▸ Assigned task: The records should be written out in full, with nothing altered.

(Dataset entries)
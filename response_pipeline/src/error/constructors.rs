//! Constructors for `PipelineError`.

use figment::Error as FigmentError;

use super::{BoxedSource, NullStage, PipelineError};

impl PipelineError {
    /// Construct the error raised when a seed value is absent.
    ///
    /// # Examples
    ///
    /// ```
    /// use response_pipeline::{NullStage, PipelineError};
    /// let e = PipelineError::null_result(NullStage::Input);
    /// assert_eq!(e.to_string(), "pipeline input produced no value");
    /// ```
    #[must_use]
    pub const fn null_result(stage: NullStage) -> Self {
        Self::NullResult { stage }
    }

    /// Construct a transformation error from any boxable error.
    ///
    /// # Examples
    ///
    /// ```
    /// use response_pipeline::PipelineError;
    /// let e = PipelineError::transform("bad shape");
    /// assert!(matches!(e, PipelineError::Transform { .. }));
    /// ```
    #[must_use]
    pub fn transform(source: impl Into<BoxedSource>) -> Self {
        Self::Transform {
            source: source.into(),
        }
    }

    /// Construct a service error from any boxable error.
    ///
    /// # Examples
    ///
    /// ```
    /// use response_pipeline::PipelineError;
    /// let e = PipelineError::service("connection reset");
    /// assert!(matches!(e, PipelineError::Service { .. }));
    /// ```
    #[must_use]
    pub fn service(source: impl Into<BoxedSource>) -> Self {
        Self::Service {
            source: source.into(),
        }
    }

    /// Construct a serialization error.
    #[must_use]
    pub const fn serialization(source: serde_json::Error) -> Self {
        Self::Serialization { source }
    }

    /// Construct a configuration error from a [`figment::Error`].
    ///
    /// # Examples
    ///
    /// ```
    /// use response_pipeline::PipelineError;
    /// let e = PipelineError::config(figment::Error::from("boom"));
    /// assert!(matches!(e, PipelineError::Config(_)));
    /// ```
    #[must_use]
    pub fn config(source: FigmentError) -> Self {
        Self::Config(Box::new(source))
    }

    /// Returns `true` for failures raised by user-supplied code (mapping
    /// functions or backing operations) rather than by the pipeline itself.
    #[must_use]
    pub const fn is_caller_failure(&self) -> bool {
        matches!(self, Self::Transform { .. } | Self::Service { .. })
    }
}
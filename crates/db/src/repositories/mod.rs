//! Repository layer.
//!
//! Each repository is a zero-sized struct providing async methods that
//! accept `&SqlitePool` as the first argument. Ingestion repositories wrap
//! each batch in one transaction (a movie and its associations become
//! visible together or not at all); `AnalyticsRepo` holds the read-only
//! query engine.

pub mod analytics_repo;
pub mod cast_repo;
pub mod crew_repo;
pub mod genre_repo;
pub mod keyword_repo;
pub mod movie_repo;
pub mod person_repo;
pub mod rating_repo;

pub use analytics_repo::AnalyticsRepo;
pub use cast_repo::CastRepo;
pub use crew_repo::CrewRepo;
pub use genre_repo::GenreRepo;
pub use keyword_repo::KeywordRepo;
pub use movie_repo::MovieRepo;
pub use person_repo::PersonRepo;
pub use rating_repo::RatingRepo;
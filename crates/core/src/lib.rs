//! Domain layer for the greenlight movie-analytics engine.
//!
//! This crate has no I/O and no database dependency. It holds the shared
//! type aliases, the error taxonomy, full-text match-query construction,
//! and the validated parameter types consumed by `greenlight-db`.

pub mod error;
pub mod params;
pub mod search;
pub mod types;

pub use error::CoreError;
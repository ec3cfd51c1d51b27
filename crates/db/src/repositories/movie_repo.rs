//! Repository for the `movies` table.

use greenlight_core::types::DbId;
use sqlx::SqlitePool;

use crate::models::movie::Movie;

/// Column list for `movies` queries.
const COLUMNS: &str = "\
    movie_id, title, original_title, original_language, \
    release_date, release_year, runtime, budget, revenue, \
    popularity, vote_average, vote_count, tagline, overview";

/// Load and lookup operations for movies. Movie rows are immutable after
/// load; there is no update path.
pub struct MovieRepo;

impl MovieRepo {
    /// Insert a batch of movies as one atomic unit.
    ///
    /// Any constraint violation rolls the whole batch back; previously
    /// committed batches are unaffected.
    pub async fn insert_batch(pool: &SqlitePool, movies: &[Movie]) -> Result<u64, sqlx::Error> {
        if movies.is_empty() {
            return Ok(0);
        }

        let query = format!(
            "INSERT INTO movies ({COLUMNS}) \
             VALUES (?1, ?2, ?3, ?4, ?5, ?6, ?7, ?8, ?9, ?10, ?11, ?12, ?13, ?14)"
        );

        let mut tx = pool.begin().await?;
        let mut inserted = 0u64;
        for m in movies {
            inserted += sqlx::query(&query)
                .bind(m.movie_id)
                .bind(&m.title)
                .bind(&m.original_title)
                .bind(&m.original_language)
                .bind(m.release_date)
                .bind(m.release_year)
                .bind(m.runtime)
                .bind(m.budget)
                .bind(m.revenue)
                .bind(m.popularity)
                .bind(m.vote_average)
                .bind(m.vote_count)
                .bind(&m.tagline)
                .bind(&m.overview)
                .execute(&mut *tx)
                .await?
                .rows_affected();
        }
        tx.commit().await?;

        tracing::debug!(batch = movies.len(), inserted, "loaded movie batch");
        Ok(inserted)
    }

    /// Find a movie by id. Returns `None` if absent.
    pub async fn find_by_id(pool: &SqlitePool, id: DbId) -> Result<Option<Movie>, sqlx::Error> {
        let query = format!("SELECT {COLUMNS} FROM movies WHERE movie_id = ?1");
        sqlx::query_as::<_, Movie>(&query)
            .bind(id)
            .fetch_optional(pool)
            .await
    }

    /// Total number of loaded movies.
    pub async fn count(pool: &SqlitePool) -> Result<i64, sqlx::Error> {
        let row: (i64,) = sqlx::query_as("SELECT COUNT(*) FROM movies")
            .fetch_one(pool)
            .await?;
        Ok(row.0)
    }

    /// Delete a movie. Cascades to its associations and ratings summary.
    pub async fn delete(pool: &SqlitePool, id: DbId) -> Result<u64, sqlx::Error> {
        let result = sqlx::query("DELETE FROM movies WHERE movie_id = ?1")
            .bind(id)
            .execute(pool)
            .await?;
        Ok(result.rows_affected())
    }
}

▸ Answer for this exercise:
filename response_pipeline/src/error/constructors.rs
//! Constructors for `PipelineError`.

use figment::Error as FigmentError;

use super::{BoxedSource, NullStage, PipelineError};

impl PipelineError {
    /// Construct the error raised when a seed value is absent.
    ///
    /// # Examples
    ///
    /// ```
    /// use response_pipeline::{NullStage, PipelineError};
    /// let e = PipelineError::null_result(NullStage::Input);
    /// assert_eq!(e.to_string(), "pipeline input produced no value");
    /// ```
    #[must_use]
    pub const fn null_result(stage: NullStage) -> Self {
        Self::NullResult { stage }
    }

    /// Construct a transformation error from any boxable error.
    ///
    /// # Examples
    ///
    /// ```
    /// use response_pipeline::PipelineError;
    /// let e = PipelineError::transform("bad shape");
    /// assert!(matches!(e, PipelineError::Transform { .. }));
    /// ```
    #[must_use]
    pub fn transform(source: impl Into<BoxedSource>) -> Self {
        Self::Transform {
            source: source.into(),
        }
    }

    /// Construct a service error from any boxable error.
    ///
    /// # Examples
    ///
    /// ```
    /// use response_pipeline::PipelineError;
    /// let e = PipelineError::service("connection reset");
    /// assert!(matches!(e, PipelineError::Service { .. }));
    /// ```
    #[must_use]
    pub fn service(source: impl Into<BoxedSource>) -> Self {
        Self::Service {
            source: source.into(),
        }
    }

    /// Construct a serialization error.
    #[must_use]
    pub const fn serialization(source: serde_json::Error) -> Self {
        Self::Serialization { source }
    }

    /// Construct a configuration error from a [`figment::Error`].
    ///
    /// # Examples
    ///
    /// ```
    /// use response_pipeline::PipelineError;
    /// let e = PipelineError::config(figment::Error::from("boom"));
    /// assert!(matches!(e, PipelineError::Config(_)));
    /// ```
    #[must_use]
    pub fn config(source: FigmentError) -> Self {
        Self::Config(Box::new(source))
    }

    /// Returns `true` for failures raised by user-supplied code (mapping
    /// functions or backing operations) rather than by the pipeline itself.
    #[must_use]
    pub const fn is_caller_failure(&self) -> bool {
        matches!(self, Self::Transform { .. } | Self::Service { .. })
    }
}
filename crates/db/src/repositories/mod.rs
//! Repository layer.
//!
//! Each repository is a zero-sized struct providing async methods that
//! accept `&SqlitePool` as the first argument. Ingestion repositories wrap
//! each batch in one transaction (a movie and its associations become
//! visible together or not at all); `AnalyticsRepo` holds the read-only
//! query engine.

pub mod analytics_repo;
pub mod cast_repo;
pub mod crew_repo;
pub mod genre_repo;
pub mod keyword_repo;
pub mod movie_repo;
pub mod person_repo;
pub mod rating_repo;

pub use analytics_repo::AnalyticsRepo;
pub use cast_repo::CastRepo;
pub use crew_repo::CrewRepo;
pub use genre_repo::GenreRepo;
pub use keyword_repo::KeywordRepo;
pub use movie_repo::MovieRepo;
pub use person_repo::PersonRepo;
pub use rating_repo::RatingRepo;
filename crates/core/src/lib.rs
//! Domain layer for the greenlight movie-analytics engine.
//!
//! This crate has no I/O and no database dependency. It holds the shared
//! type aliases, the error taxonomy, full-text match-query construction,
//! and the validated parameter types consumed by `greenlight-db`.

pub mod error;
pub mod params;
pub mod search;
pub mod types;

pub use error::CoreError;
repository ec3cfd51c1d51b27
filename crates/db/src/repositories/movie_repo.rs
//! Repository for the `movies` table.

use greenlight_core::types::DbId;
use sqlx::SqlitePool;

use crate::models::movie::Movie;

/// Column list for `movies` queries.
const COLUMNS: &str = "\
    movie_id, title, original_title, original_language, \
    release_date, release_year, runtime, budget, revenue, \
    popularity, vote_average, vote_count, tagline, overview";

/// Load and lookup operations for movies. Movie rows are immutable after
/// load; there is no update path.
pub struct MovieRepo;

impl MovieRepo {
    /// Insert a batch of movies as one atomic unit.
    ///
    /// Any constraint violation rolls the whole batch back; previously
    /// committed batches are unaffected.
    pub async fn insert_batch(pool: &SqlitePool, movies: &[Movie]) -> Result<u64, sqlx::Error> {
        if movies.is_empty() {
            return Ok(0);
        }

        let query = format!(
            "INSERT INTO movies ({COLUMNS}) \
             VALUES (?1, ?2, ?3, ?4, ?5, ?6, ?7, ?8, ?9, ?10, ?11, ?12, ?13, ?14)"
        );

        let mut tx = pool.begin().await?;
        let mut inserted = 0u64;
        for m in movies {
            inserted += sqlx::query(&query)
                .bind(m.movie_id)
                .bind(&m.title)
                .bind(&m.original_title)
                .bind(&m.original_language)
                .bind(m.release_date)
                .bind(m.release_year)
                .bind(m.runtime)
                .bind(m.budget)
                .bind(m.revenue)
                .bind(m.popularity)
                .bind(m.vote_average)
                .bind(m.vote_count)
                .bind(&m.tagline)
                .bind(&m.overview)
                .execute(&mut *tx)
                .await?
                .rows_affected();
        }
        tx.commit().await?;

        tracing::debug!(batch = movies.len(), inserted, "loaded movie batch");
        Ok(inserted)
    }

    /// Find a movie by id. Returns `None` if absent.
    pub async fn find_by_id(pool: &SqlitePool, id: DbId) -> Result<Option<Movie>, sqlx::Error> {
        let query = format!("SELECT {COLUMNS} FROM movies WHERE movie_id = ?1");
        sqlx::query_as::<_, Movie>(&query)
            .bind(id)
            .fetch_optional(pool)
            .await
    }

    /// Total number of loaded movies.
    pub async fn count(pool: &SqlitePool) -> Result<i64, sqlx::Error> {
        let row: (i64,) = sqlx::query_as("SELECT COUNT(*) FROM movies")
            .fetch_one(pool)
            .await?;
        Ok(row.0)
    }

    /// Delete a movie. Cascades to its associations and ratings summary.
    pub async fn delete(pool: &SqlitePool, id: DbId) -> Result<u64, sqlx::Error> {
        let result = sqlx::query("DELETE FROM movies WHERE movie_id = ?1")
            .bind(id)
            .execute(pool)
            .await?;
        Ok(result.rows_affected())
    }
}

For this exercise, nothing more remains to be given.